Problem is. How do I assign to the pieces_pos array? Because at the beginning no memory is allocated to this vector so it counts as reaching an index out of memory. How do I reserve memory for it, TWO DIMENSIONALLY?

(reserving memory for one dimensional vectors can be done using .reserve())

I do NOT know the size of the array at compile time. The exact dimensions of the array in fact, is known only after the program is finished.

In short the lines pieces_pos[0][0] = pieces[i]; and pieces_pos[0][i] = pieces[j]; are what I'm having a problem with.
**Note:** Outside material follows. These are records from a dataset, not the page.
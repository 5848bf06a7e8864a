use kairos_core::{SessionLedger, Student, utility_density};
use kairos_ports::{AllocationPolicy, MechanismError, MechanismResult};
use log::debug;

use crate::rationing::{Deferred, finite, ration};

/// Pay per minute: one per-minute rate per session
///
/// The currency rule compares utility density (utility per minute) with the
/// rate, and the student must afford `time * rate`. Students who are not
/// admitted go through the same free rationing pass as the posted price.
///
/// Unlike the other policies the processing order is never reshuffled, so
/// the queue position a student draws at the start is kept for the whole
/// period.
#[derive(Debug, Clone)]
pub struct PayPerMinutePolicy {
    rates: Vec<f64>,
    counter: usize,
}

impl PayPerMinutePolicy {
    pub fn new(rates: Vec<f64>) -> Self {
        Self { rates, counter: 0 }
    }

    /// Rate for the next session to run
    pub fn current_rate(&self) -> MechanismResult<f64> {
        self.rates
            .get(self.counter)
            .copied()
            .ok_or_else(|| MechanismError::ScheduleExhausted {
                policy: self.name().to_string(),
                session: self.counter,
                len: self.rates.len(),
            })
    }
}

/// Utility earned for `time` minutes, computed through the density
fn density_value(student: &Student, time: f64) -> f64 {
    utility_density(student.utility_at(time), time) * time
}

impl AllocationPolicy for PayPerMinutePolicy {
    fn name(&self) -> &str {
        "Pay Per Minute"
    }

    fn reshuffles(&self) -> bool {
        false
    }

    fn validate(&self, num_sessions: usize) -> MechanismResult<()> {
        if self.rates.len() < num_sessions {
            return Err(MechanismError::ScheduleExhausted {
                policy: self.name().to_string(),
                session: self.rates.len(),
                len: self.rates.len(),
            });
        }
        Ok(())
    }

    fn run_session(
        &mut self,
        ledger: &mut SessionLedger,
        students: &mut [Student],
        order: &[usize],
    ) -> MechanismResult<()> {
        let rate = self.current_rate()?;
        let mut deferred = Vec::new();

        for &slot in order {
            let student = &mut students[slot];
            let time = ledger.quote(student);
            let utility = finite(student.utility_at(time), student, ledger.session())?;
            let density = utility_density(utility, time);
            let cost = time * rate;

            if student.willing_to_pay(density, rate) && student.currency() >= cost {
                ledger.charge(student, time, cost, density * time);
            } else {
                deferred.push(Deferred { slot, quoted: time });
            }
        }

        let admitted = order.len() - deferred.len();
        ration(ledger, students, &deferred, density_value)?;

        debug!(
            "pay per minute session {}: rate={:.3} admitted={} rationed={} remaining={:.2}",
            ledger.session(),
            rate,
            admitted,
            deferred.len(),
            ledger.remaining()
        );

        self.counter += 1;
        Ok(())
    }
}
Because pieces_pos has NO indexes when those lines are read.

I need something like push_back for two dimensions.
Or is it possible to reserve memory two dimensionally with vectors?
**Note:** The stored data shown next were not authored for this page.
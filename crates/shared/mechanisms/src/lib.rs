//! Kairos Allocation Policies
//!
//! Implementations of the session allocation policies compared by the
//! simulator. Each one is an [`AllocationPolicy`]; [`create_policy`] builds
//! one from its serializable [`PolicyConfig`].

mod config;
mod current;
mod greedy;
mod pay_per_minute;
mod posted_price;
mod rationing;

pub use config::PolicyConfig;
pub use current::CurrentPolicy;
pub use greedy::{GreedyDensityPolicy, RankedStudent};
pub use pay_per_minute::PayPerMinutePolicy;
pub use posted_price::PostedPricePolicy;

// Re-export the trait from ports for convenience
pub use kairos_ports::{AllocationPolicy, MechanismError, MechanismResult};

/// Factory function to create an allocation policy from its configuration
pub fn create_policy(config: &PolicyConfig) -> Box<dyn AllocationPolicy> {
    match config {
        PolicyConfig::Current => Box::new(CurrentPolicy::new()),
        PolicyConfig::PostedPrice { prices } => Box::new(PostedPricePolicy::new(prices.clone())),
        PolicyConfig::PayPerMinute { rates } => Box::new(PayPerMinutePolicy::new(rates.clone())),
        PolicyConfig::OptimalGreedy => Box::new(GreedyDensityPolicy::new()),
    }
}
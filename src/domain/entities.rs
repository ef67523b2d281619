//! Domain entities read by the Markdown renderers.

use serde::Serialize;
use time::OffsetDateTime;
use uuid::Uuid;

use crate::domain::types::{CommentStatus, ResourceStatus};

/// Resource type served as Markdown when nothing else is configured.
pub const DEFAULT_RESOURCE_TYPE: &str = "post";

#[derive(Debug, Clone, PartialEq, Serialize)]
pub struct ResourceRecord {
    pub id: Uuid,
    pub slug: String,
    /// May carry inline markup; headings use its text only.
    pub title: String,
    pub body_html: String,
    pub excerpt_html: Option<String>,
    pub author: String,
    pub published_at: OffsetDateTime,
    pub resource_type: String,
    pub status: ResourceStatus,
    pub categories: Vec<String>,
    pub tags: Vec<String>,
}

impl ResourceRecord {
    pub fn is_published(&self) -> bool {
        self.status == ResourceStatus::Published
    }
}

#[derive(Debug, Clone, PartialEq, Serialize)]
pub struct CommentRecord {
    pub id: Uuid,
    pub resource_id: Uuid,
    pub author: String,
    pub body_html: String,
    pub created_at: OffsetDateTime,
    pub status: CommentStatus,
}

#[derive(Debug, Clone, PartialEq, Serialize)]
pub struct SiteSettingsRecord {
    pub name: String,
    pub description: String,
    pub public_site_url: String,
    pub charset: String,
}

impl Default for SiteSettingsRecord {
    fn default() -> Self {
        Self {
            name: "postdown".to_string(),
            description: String::new(),
            public_site_url: "http://localhost:3000/".to_string(),
            charset: "UTF-8".to_string(),
        }
    }
}

impl SiteSettingsRecord {
    /// Public base URL without a trailing slash.
    pub fn base_url(&self) -> &str {
        self.public_site_url.trim().trim_end_matches('/')
    }

    pub fn resource_url(&self, slug: &str) -> String {
        format!("{}/{slug}/", self.base_url())
    }

    pub fn markdown_feed_url(&self) -> String {
        format!("{}/feed/markdown/", self.base_url())
    }
}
Okay assuming this can't be done with vectors.. How should I solve this problem? And why don't vectors support this kind of functionality?
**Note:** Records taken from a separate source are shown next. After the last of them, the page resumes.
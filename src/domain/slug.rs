//! Slug validation for resources addressed by URL path.

use super::error::DomainError;

const MAX_SLUG_LEN: usize = 200;

/// Path segments that are routed to feeds rather than resources.
const RESERVED: &[&str] = &["feed"];

/// Check that a slug is a single lowercase URL path segment.
pub fn validate_slug(slug: &str) -> Result<(), DomainError> {
    if slug.is_empty() {
        return Err(DomainError::validation("slug must not be empty"));
    }
    if slug.len() > MAX_SLUG_LEN {
        return Err(DomainError::validation(format!(
            "slug exceeds {MAX_SLUG_LEN} bytes"
        )));
    }
    if RESERVED.contains(&slug) {
        return Err(DomainError::validation(format!("slug `{slug}` is reserved")));
    }
    if slug.starts_with('-') || slug.ends_with('-') {
        return Err(DomainError::validation(format!(
            "slug `{slug}` must not start or end with `-`"
        )));
    }
    if let Some(bad) = slug
        .chars()
        .find(|ch| !(ch.is_ascii_lowercase() || ch.is_ascii_digit() || *ch == '-'))
    {
        return Err(DomainError::validation(format!(
            "slug `{slug}` contains `{bad}`; only a-z, 0-9 and `-` are allowed"
        )));
    }
    Ok(())
}
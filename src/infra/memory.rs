//! In-memory content store backing every repository trait.
//!
//! The binary seeds it from the content archive; tests build it directly.

use std::collections::{BTreeSet, HashMap};
use std::sync::RwLock;

use async_trait::async_trait;
use uuid::Uuid;

use crate::application::repos::{
    CommentsRepo, ContentWriteRepo, RepoError, ResourcesRepo, SavedResource, SettingsRepo,
};
use crate::cache::lock::{rw_read, rw_write};
use crate::domain::entities::{CommentRecord, ResourceRecord, SiteSettingsRecord};
use crate::domain::types::CommentStatus;

const SOURCE: &str = "infra::memory";

pub struct MemoryContentStore {
    site: RwLock<SiteSettingsRecord>,
    resources: RwLock<HashMap<Uuid, ResourceRecord>>,
    comments: RwLock<HashMap<Uuid, CommentRecord>>,
}

impl MemoryContentStore {
    pub fn new(site: SiteSettingsRecord) -> Self {
        Self {
            site: RwLock::new(site),
            resources: RwLock::new(HashMap::new()),
            comments: RwLock::new(HashMap::new()),
        }
    }

    /// Insert or replace a resource without validation or notifications.
    pub fn insert_resource(&self, resource: ResourceRecord) {
        rw_write(&self.resources, SOURCE, "insert_resource").insert(resource.id, resource);
    }

    /// Insert or replace a comment without validation or notifications.
    pub fn insert_comment(&self, comment: CommentRecord) {
        rw_write(&self.comments, SOURCE, "insert_comment").insert(comment.id, comment);
    }

    pub fn remove_resource(&self, id: Uuid) -> Option<ResourceRecord> {
        rw_write(&self.resources, SOURCE, "remove_resource").remove(&id)
    }

    pub fn set_site_settings(&self, site: SiteSettingsRecord) {
        *rw_write(&self.site, SOURCE, "set_site_settings") = site;
    }

    pub fn resource_count(&self) -> usize {
        rw_read(&self.resources, SOURCE, "resource_count").len()
    }

    pub fn comment_count(&self) -> usize {
        rw_read(&self.comments, SOURCE, "comment_count").len()
    }

    /// Any resource with `slug`, published or not.
    pub fn resource_by_slug(&self, slug: &str) -> Option<ResourceRecord> {
        rw_read(&self.resources, SOURCE, "resource_by_slug")
            .values()
            .find(|resource| resource.slug == slug)
            .cloned()
    }

    fn update_comment(
        &self,
        id: Uuid,
        op: &'static str,
        apply: impl FnOnce(&mut CommentRecord),
    ) -> Result<CommentRecord, RepoError> {
        let mut comments = rw_write(&self.comments, SOURCE, op);
        let comment = comments
            .get_mut(&id)
            .ok_or_else(|| RepoError::not_found("comment"))?;
        apply(comment);
        Ok(comment.clone())
    }
}

#[async_trait]
impl ResourcesRepo for MemoryContentStore {
    async fn list_published(
        &self,
        resource_types: &BTreeSet<String>,
        limit: usize,
    ) -> Result<Vec<ResourceRecord>, RepoError> {
        let resources = rw_read(&self.resources, SOURCE, "list_published");
        let mut published: Vec<ResourceRecord> = resources
            .values()
            .filter(|resource| {
                resource.is_published() && resource_types.contains(&resource.resource_type)
            })
            .cloned()
            .collect();
        published.sort_by(|a, b| {
            b.published_at
                .cmp(&a.published_at)
                .then_with(|| a.slug.cmp(&b.slug))
        });
        published.truncate(limit);
        Ok(published)
    }

    async fn find_by_slug(&self, slug: &str) -> Result<Option<ResourceRecord>, RepoError> {
        Ok(self
            .resource_by_slug(slug)
            .filter(ResourceRecord::is_published))
    }
}

#[async_trait]
impl CommentsRepo for MemoryContentStore {
    async fn list_approved(&self, resource_id: Uuid) -> Result<Vec<CommentRecord>, RepoError> {
        let comments = rw_read(&self.comments, SOURCE, "list_approved");
        let mut approved: Vec<CommentRecord> = comments
            .values()
            .filter(|comment| comment.resource_id == resource_id && comment.status.is_visible())
            .cloned()
            .collect();
        approved.sort_by(|a, b| {
            a.created_at
                .cmp(&b.created_at)
                .then_with(|| a.id.cmp(&b.id))
        });
        Ok(approved)
    }
}

#[async_trait]
impl SettingsRepo for MemoryContentStore {
    async fn load_site_settings(&self) -> Result<SiteSettingsRecord, RepoError> {
        Ok(rw_read(&self.site, SOURCE, "load_site_settings").clone())
    }
}

#[async_trait]
impl ContentWriteRepo for MemoryContentStore {
    async fn save_resource(&self, resource: ResourceRecord) -> Result<SavedResource, RepoError> {
        let mut resources = rw_write(&self.resources, SOURCE, "save_resource");
        let clash = resources
            .values()
            .any(|existing| existing.slug == resource.slug && existing.id != resource.id);
        if clash {
            return Err(RepoError::Duplicate {
                constraint: "resources_slug_key".to_string(),
            });
        }
        let previous = resources.insert(resource.id, resource.clone());
        Ok(SavedResource {
            record: resource,
            previous,
        })
    }

    async fn delete_resource(&self, id: Uuid) -> Result<ResourceRecord, RepoError> {
        let removed = rw_write(&self.resources, SOURCE, "delete_resource")
            .remove(&id)
            .ok_or_else(|| RepoError::not_found("resource"))?;
        rw_write(&self.comments, SOURCE, "delete_resource.comments")
            .retain(|_, comment| comment.resource_id != id);
        Ok(removed)
    }

    async fn set_resource_terms(
        &self,
        id: Uuid,
        categories: Vec<String>,
        tags: Vec<String>,
    ) -> Result<ResourceRecord, RepoError> {
        let mut resources = rw_write(&self.resources, SOURCE, "set_resource_terms");
        let resource = resources
            .get_mut(&id)
            .ok_or_else(|| RepoError::not_found("resource"))?;
        resource.categories = categories;
        resource.tags = tags;
        Ok(resource.clone())
    }

    async fn post_comment(&self, comment: CommentRecord) -> Result<CommentRecord, RepoError> {
        if !rw_read(&self.resources, SOURCE, "post_comment.resource").contains_key(&comment.resource_id)
        {
            return Err(RepoError::InvalidInput {
                message: format!("resource {} does not exist", comment.resource_id),
            });
        }

        let mut comments = rw_write(&self.comments, SOURCE, "post_comment");
        if comments.contains_key(&comment.id) {
            return Err(RepoError::Duplicate {
                constraint: "comments_pkey".to_string(),
            });
        }
        comments.insert(comment.id, comment.clone());
        Ok(comment)
    }

    async fn edit_comment(&self, id: Uuid, body_html: String) -> Result<CommentRecord, RepoError> {
        self.update_comment(id, "edit_comment", |comment| comment.body_html = body_html)
    }

    async fn delete_comment(&self, id: Uuid) -> Result<CommentRecord, RepoError> {
        rw_write(&self.comments, SOURCE, "delete_comment")
            .remove(&id)
            .ok_or_else(|| RepoError::not_found("comment"))
    }

    async fn set_comment_status(
        &self,
        id: Uuid,
        status: CommentStatus,
    ) -> Result<CommentRecord, RepoError> {
        self.update_comment(id, "set_comment_status", |comment| comment.status = status)
    }
}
(edit(1): added comments to make program more clear)


Last edited on
Ganado (6784)
You probably want resize(), not reserve().

I don't quite understand your algorithm, so let me just say what I would do.

On line 5, you make a vector of vector of pieces. This has a 0 outer size, and each inner vector also has a size of 0 (all default initialized). So, when you try to access pieces_pos on line 10, you are going out of bounds immediately. This is the first thing you need to focus on.

What exactly should pieces_pos look like before the for loops are even run?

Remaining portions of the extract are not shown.